One of my favorite parts of The New Yorker are the movie reviews. I don't mean the glowing reviews of art house movies my non-Manhattan dwelling self will finally get from Netflix two years from now. I look forward to reading the fine print in the "Now Playing" section about mainstream movies I know the reviewers will hate, but they still discuss it in a ridiculously high brow manner. Summer blockbuster season is ideal for my viewing pleasure. Here is a collection of this week's gems:
Harold & Kumar Escape From Guantanamo Bay
"This cinematic burlesque show, in which the baggy pants keep dropping and occasionally fall off altogether, is perhaps the first bottomless comedy---much of the humor, and a fair amount of the nakedness, is concentrated below the belt." Superfluous plot details. "The Harold & Kumar movies, in their slovenly way, mark the transition to a post-racial society in which, as the Salon movie critic Stephanie Zacharek put it, 'no one in real life can say definitively what an American looks like.'"
"Robert Downey, Jr., as Tony Stark, billionaire arms manufacturer and playboy, almost completely dominated this whooshing junk pile."
"The Wachowski brothers, picking up where they left off with the 'Matrix' trilogy, resume the task of bludgeoning our senses into submission."
"The villain, personified by Roger Allam, turns out to represent big business: an interesting choice of target for a major motion picture."
What Happens in Vegas
"If the title is a question, then the answer is not much."

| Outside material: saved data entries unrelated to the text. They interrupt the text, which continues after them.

// Copyright (c) 2024-2026 Martin Schröder <info@swedishembedded.com>
//
// SPDX-License-Identifier: Apache-2.0
//! Reasoning-signature cache.
//!
//! Clients routinely strip the opaque signatures from reasoning blocks
//! when replaying history.  The upstream rejects unsigned reasoning, so
//! the proxy remembers every signature it has seen in three keyed
//! stores and restores them during request translation:
//!
//!   1. tool-call id → signature (tool loops)
//!   2. signature → family (cross-family mixing detection)
//!   3. session id → latest signature (full-history strips)
//!
//! Each store is bounded and TTL'd; the whole cache persists to one
//! JSON file so restarts do not break in-flight tool loops.

use std::collections::{HashMap, VecDeque};
use std::path::PathBuf;
use std::sync::{Arc, Mutex};
use std::time::Duration;

use chrono::{DateTime, Utc};
use serde::{Deserialize, Serialize};
use tracing::{debug, info};

use crate::persist::{read_json, Saver};

/// Entry lifetime in every store.
const SIGNATURE_TTL: Duration = Duration::from_secs(3600);
/// How often the sweep task should run.
pub const SWEEP_INTERVAL: Duration = Duration::from_secs(5 * 60);

const TOOL_STORE_CAP: usize = 10_000;
const FAMILY_STORE_CAP: usize = 5_000;
const SESSION_STORE_CAP: usize = 1_000;

#[derive(Debug, Clone, Serialize, Deserialize)]
struct Entry {
    value: String,
    timestamp: DateTime<Utc>,
}

/// One bounded store with oldest-insertion-first eviction.
#[derive(Debug, Default, Serialize, Deserialize)]
struct Store {
    map: HashMap<String, Entry>,
    /// Insertion order; stale keys are skipped during eviction.
    order: VecDeque<String>,
}

impl Store {
    fn insert(&mut self, key: String, value: String, cap: usize) {
        if !self.map.contains_key(&key) {
            self.order.push_back(key.clone());
        }
        self.map.insert(key, Entry { value, timestamp: Utc::now() });
        while self.map.len() > cap {
            match self.order.pop_front() {
                Some(oldest) => {
                    self.map.remove(&oldest);
                }
                None => break,
            }
        }
    }

    fn get(&self, key: &str, now: DateTime<Utc>) -> Option<&str> {
        let entry = self.map.get(key)?;
        let age = (now - entry.timestamp).to_std().unwrap_or_default();
        (age <= SIGNATURE_TTL).then_some(entry.value.as_str())
    }

    fn sweep(&mut self, now: DateTime<Utc>) -> usize {
        let before = self.map.len();
        self.map.retain(|_, e| {
            (now - e.timestamp).to_std().unwrap_or_default() <= SIGNATURE_TTL
        });
        self.order.retain(|k| self.map.contains_key(k));
        before - self.map.len()
    }
}

#[derive(Debug, Default, Serialize, Deserialize)]
struct Stores {
    tool: Store,
    family: Store,
    session: Store,
}

pub struct SignatureCache {
    stores: Mutex<Stores>,
    saver: Option<Arc<Saver>>,
    dirty: std::sync::atomic::AtomicBool,
}

impl Default for SignatureCache {
    fn default() -> Self {
        Self::new()
    }
}

impl SignatureCache {
    pub fn new() -> Self {
        Self {
            stores: Mutex::new(Stores::default()),
            saver: None,
            dirty: std::sync::atomic::AtomicBool::new(false),
        }
    }

    /// Open a cache backed by `path`, loading any previous contents.
    pub fn with_persistence(path: PathBuf) -> anyhow::Result<Self> {
        let mut stores = Stores::default();
        if let Some(v) = read_json(&path)? {
            stores = serde_json::from_value(v).unwrap_or_default();
            info!(
                tool = stores.tool.map.len(),
                family = stores.family.map.len(),
                session = stores.session.map.len(),
                "loaded signature cache"
            );
        }
        Ok(Self {
            stores: Mutex::new(stores),
            saver: Some(Arc::new(Saver::new(path))),
            dirty: std::sync::atomic::AtomicBool::new(false),
        })
    }

    fn lock(&self) -> std::sync::MutexGuard<'_, Stores> {
        self.stores.lock().unwrap_or_else(|e| e.into_inner())
    }

    fn mark_dirty(&self) {
        self.dirty.store(true, std::sync::atomic::Ordering::Relaxed);
    }

    // ── Tool-call signatures ──────────────────────────────────────────────────

    pub fn cache_tool_signature(&self, tool_call_id: &str, signature: &str) {
        self.lock()
            .tool
            .insert(tool_call_id.into(), signature.into(), TOOL_STORE_CAP);
        self.mark_dirty();
    }

    pub fn tool_signature(&self, tool_call_id: &str) -> Option<String> {
        self.lock().tool.get(tool_call_id, Utc::now()).map(String::from)
    }

    // ── Signature families ────────────────────────────────────────────────────

    pub fn cache_signature_family(&self, signature: &str, family: &str) {
        self.lock()
            .family
            .insert(signature.into(), family.into(), FAMILY_STORE_CAP);
        self.mark_dirty();
    }

    pub fn signature_family(&self, signature: &str) -> Option<String> {
        self.lock().family.get(signature, Utc::now()).map(String::from)
    }

    // ── Per-session latest signature ──────────────────────────────────────────

    pub fn cache_session_signature(&self, session_id: &str, signature: &str) {
        self.lock()
            .session
            .insert(session_id.into(), signature.into(), SESSION_STORE_CAP);
        self.mark_dirty();
    }

    pub fn session_signature(&self, session_id: &str) -> Option<String> {
        self.lock().session.get(session_id, Utc::now()).map(String::from)
    }

    // ── Maintenance ───────────────────────────────────────────────────────────

    /// Remove expired entries from every store.
    pub fn sweep(&self) {
        let now = Utc::now();
        let removed = {
            let mut stores = self.lock();
            stores.tool.sweep(now) + stores.family.sweep(now) + stores.session.sweep(now)
        };
        if removed > 0 {
            debug!(removed, "signature cache sweep");
            self.mark_dirty();
            self.save();
        }
    }

    /// Schedule a save if anything changed.  No-op while clean; the
    /// saver coalesces concurrent calls.
    pub fn save(&self) {
        if !self.dirty.swap(false, std::sync::atomic::Ordering::Relaxed) {
            return;
        }
        if let Some(saver) = &self.saver {
            let snapshot = serde_json::to_value(&*self.lock()).unwrap_or_default();
            saver.schedule(snapshot);
        }
    }

    /// Synchronous flush for shutdown.
    pub fn flush(&self) {
        if let Some(saver) = &self.saver {
            let snapshot = serde_json::to_value(&*self.lock()).unwrap_or_default();
            saver.flush_now(snapshot);
        }
    }
}

// ─── Unit tests ──────────────────────────────────────────────────────────────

For what it's worth, I enjoyed Iron Man. It's not a great film, but if one can suspend reality, it's a thoroughly enjoyable film with a good message. Referring to Favreau's good comic book movie as a "whooshing junk pile" displays a gross misunderstanding of what the film is.
I did not love Speed Racer as a movie, but if I were allowed to edit about an hour from it, completely remove the bratty little kid who couldn't act and his monkey, there's something there. It still wouldn't be a good movie, but the visual aesthetics of the film cannot be ignored. It's beautiful, exciting and unique. Unfortunately, the art direction didn't have a script to work with. Still, the visual contribution to the medium of film should be noted.
Ultimately, the reason I adore reviews of less than brilliant movies in The New Yorker so much is their reviewers don't take intention into consideration. These writers don't have guilty pleasure scales. If Iron Man can't stand up to Then She Found Me (described as "an affecting comedy about bright people acting on their emotions and screwing things up"), no comic book escape clauses will be allowed. No points for enjoyment will be given. Thankfully, that's exactly what makes the biting reviews so enjoyable to read.